MirceaCărtărescuNostalgia
En
aquella aura ultramarina que se derramaba por todas partes a lo largo de la
sala, descansaba ante nosotras, tumbado de espaldas, mostrándose los talones,
con los huesos de las manos junto a las costillas y la pelvis, un enorme
esqueleto humano. Lo contemplábamos boquiabiertas sin poder dar crédito a lo
que veíamos. Avanzamos, unas por su derecha y otras por su izquierda, midiéndolo
con los pasos y contemplando las rótulas redondeadas, el fémur interminable, la
columna vertebral como la de un reptilantediluviano, las costillas como las de un velero, unidas a través del
hueso triangular y calado del esternón. Más allá de las clavículas y los omóplatos,
después de las siete vértebras del cuello, su cráneo reía con el aire del que ríe
el último. Cada una de sus muelas era tan grande como nuestros puños. Su bóveda
craneal tenía un diámetro de un metro y medio más o menos, quizá más, y se
distinguían perfectamente, sobre su superficie marfileña, las suturas zigzagueantes.
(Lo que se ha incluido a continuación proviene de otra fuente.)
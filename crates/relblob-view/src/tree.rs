//! Queries over preorder-flattened trees.
//!
//! Node `i`'s subtree is the contiguous range `i..end_indices[i]`, so every
//! relationship is recovered by scanning the end-index array. No parent links
//! are stored.

use std::ops::Range;

use bytemuck::Pod;
use relblob_types::{BlobArray, BlobError, BlobResult, BlobTree};

use crate::view::{ArrayView, BlobView};

/// The end-index array of a flattened forest.
#[derive(Clone, Copy, Debug)]
pub struct EndIndices<'a> {
    indices: ArrayView<'a, i32>,
}

impl<'a> EndIndices<'a> {
    pub fn new(indices: ArrayView<'a, i32>) -> Self {
        Self { indices }
    }

    pub fn len(&self) -> usize {
        self.indices.len()
    }

    pub fn is_empty(&self) -> bool {
        self.indices.is_empty()
    }

    /// The index of the first node after the subtree of `index`.
    pub fn end_index(&self, index: usize) -> BlobResult<usize> {
        let end = self.indices.read_at(index)?;
        match usize::try_from(end) {
            Ok(end) if end > index && end <= self.len() => Ok(end),
            _ => Err(BlobError::InvalidArgument(format!(
                "corrupt end index {end} for node {index} of {}",
                self.len()
            ))),
        }
    }

    /// The nearest node whose subtree contains `index`, or `None` for a root.
    pub fn find_parent_index(&self, index: usize) -> BlobResult<Option<usize>> {
        let end = self.end_index(index)?;
        for candidate in (0..index).rev() {
            if self.end_index(candidate)? >= end {
                return Ok(Some(candidate));
            }
        }
        Ok(None)
    }

    /// Direct children of `index`, in order.
    pub fn children(&self, index: usize) -> BlobResult<Vec<usize>> {
        let end = self.end_index(index)?;
        let mut children = Vec::new();
        let mut child = index + 1;
        while child < end {
            children.push(child);
            child = self.end_index(child)?;
        }
        Ok(children)
    }

    /// Ancestors of `index`, nearest first.
    pub fn ancestors(&self, index: usize) -> BlobResult<Vec<usize>> {
        let mut bound = self.end_index(index)?;
        let mut ancestors = Vec::new();
        for candidate in (0..index).rev() {
            let end = self.end_index(candidate)?;
            if end >= bound {
                ancestors.push(candidate);
                bound = end;
            }
        }
        Ok(ancestors)
    }

    /// Every descendant of `index` as one contiguous range.
    pub fn descendants(&self, index: usize) -> BlobResult<Range<usize>> {
        Ok(index + 1..self.end_index(index)?)
    }

    /// The top-level nodes of the forest.
    pub fn roots(&self) -> BlobResult<Vec<usize>> {
        let mut roots = Vec::new();
        let mut root = 0;
        while root < self.len() {
            roots.push(root);
            root = self.end_index(root)?;
        }
        Ok(roots)
    }
}

/// Forwards the structural queries of a tree view to its [`EndIndices`].
macro_rules! delegate_tree_queries {
    ($lt:lifetime) => {
        /// The end-index array behind the structural queries.
        pub fn structure(&self) -> $crate::tree::EndIndices<$lt> {
            self.structure
        }

        pub fn end_index(&self, index: usize) -> relblob_types::BlobResult<usize> {
            self.structure.end_index(index)
        }

        pub fn find_parent_index(
            &self,
            index: usize,
        ) -> relblob_types::BlobResult<Option<usize>> {
            self.structure.find_parent_index(index)
        }

        pub fn children(&self, index: usize) -> relblob_types::BlobResult<Vec<usize>> {
            self.structure.children(index)
        }

        pub fn ancestors(&self, index: usize) -> relblob_types::BlobResult<Vec<usize>> {
            self.structure.ancestors(index)
        }

        pub fn descendants(
            &self,
            index: usize,
        ) -> relblob_types::BlobResult<std::ops::Range<usize>> {
            self.structure.descendants(index)
        }

        pub fn roots(&self) -> relblob_types::BlobResult<Vec<usize>> {
            self.structure.roots()
        }
    };
}

pub(crate) use delegate_tree_queries;

/// A validated [`BlobTree`] with typed node values.
#[derive(Clone, Copy, Debug)]
pub struct TreeView<'a, T> {
    structure: EndIndices<'a>,
    nodes: ArrayView<'a, T>,
}

impl<'a, T: 'static> BlobView<'a, BlobTree<T>> {
    pub fn open(&self) -> BlobResult<TreeView<'a, T>> {
        let end_indices = self
            .at::<BlobArray<i32>>(BlobTree::<T>::END_INDICES_FIELD)?
            .open()?;
        let nodes = self.at::<BlobArray<T>>(BlobTree::<T>::NODES_FIELD)?.open()?;
        if end_indices.len() != nodes.len() {
            return Err(BlobError::InvalidArgument(format!(
                "tree has {} end indices for {} nodes",
                end_indices.len(),
                nodes.len()
            )));
        }
        Ok(TreeView {
            structure: EndIndices::new(end_indices),
            nodes,
        })
    }
}

impl<'a, T> TreeView<'a, T> {
    pub fn len(&self) -> usize {
        self.nodes.len()
    }

    pub fn is_empty(&self) -> bool {
        self.nodes.is_empty()
    }

    pub fn nodes(&self) -> ArrayView<'a, T> {
        self.nodes
    }

    pub fn node(&self, index: usize) -> BlobResult<BlobView<'a, T>> {
        self.nodes.get(index)
    }

    delegate_tree_queries!('a);
}

impl<T: Pod> TreeView<'_, T> {
    pub fn value(&self, index: usize) -> BlobResult<T> {
        self.nodes.read_at(index)
    }
}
El esqueleto medía, desde los pies a la cabeza, unos cuarenta pasos míos, es
decir, unos veinte metros. Recordé aquella sensación de irrealidad, de algo
artificial, como de escayola pintada, que me había producido la ballena Goliat
cuando estuve con mi padre en el parque de atracciones. Comparado con aquella
penosa gansada, el esqueleto que habíamos descubierto en la gruta ovalada era
absolutamente verosímil, nosotras ya habíamos visto huesos de vaca o de pollo y
sabíamos qué pinta debía tener un esqueleto. Era verosímil si exceptuábamos su
descomunal tamaño. La gruta era ovalada, como hecha a su medida. Al principio
nos quedamos mudas pero luego nos cansamos de contemplarlo con respeto,
empezamos a trepar por sus huesos, a moverle los dedos de las manos y,
finalmente, nos metimos en su caja torácica. Allí estuvimos descansando un
cuarto de hora y luego empezamos a hablar de cualquier cosa. El esqueleto nos
parecía un niño dentro del vientre de su madre. Solo que el pequeño no podía
estar así, tieso, porque no habría cabido. Tenía que estar encogido. Luego empezamos
a preguntarnos cómo y con qué se formaban los huesos del niño allí, en la
barriga. Las gemelas no podían creer que hubieran estado durante tanto tiempo
juntas, pegadas una a la otra, dentro de su madre. «¡Nueve meses!» «¡Nueve
meses!», gritaba Garoafa desafiante, aunque no la contradecía nadie. Pero ¿y si
—soltó Puia de pasada, ella, con sus ojos de hielo verde, que no parecía haber
seguido la discusión—, y si estuviéramos de hecho en la boca de una gran araña
de tierra que devoró a su vez al hombre cuyo esqueleto vemos y que, tal vez,
fue un dios? Entonces fue como si la hubiéramos visto, ágil y peluda, corriendo
hacia nosotras con sus ocho patas de varios metros de largo, atrapándonos a
cada una e inyectándonos el suero venenoso. Nos abalanzamos a empellones hasta
la escalera y desde allí miramos espantadas hacia atrás: Puia no había huido,
estaba junto al esqueleto y ahora le anudaba una larga banda de felpa a las
falanges del dedo meñique de la mano izquierda. Nos tranquilizamos. No había
ninguna araña y el esqueleto era nuestro, lo habíamos conquistado. Nuestra bandera,
la de nuestra reina de ese día, se alzaba sobre su edificio.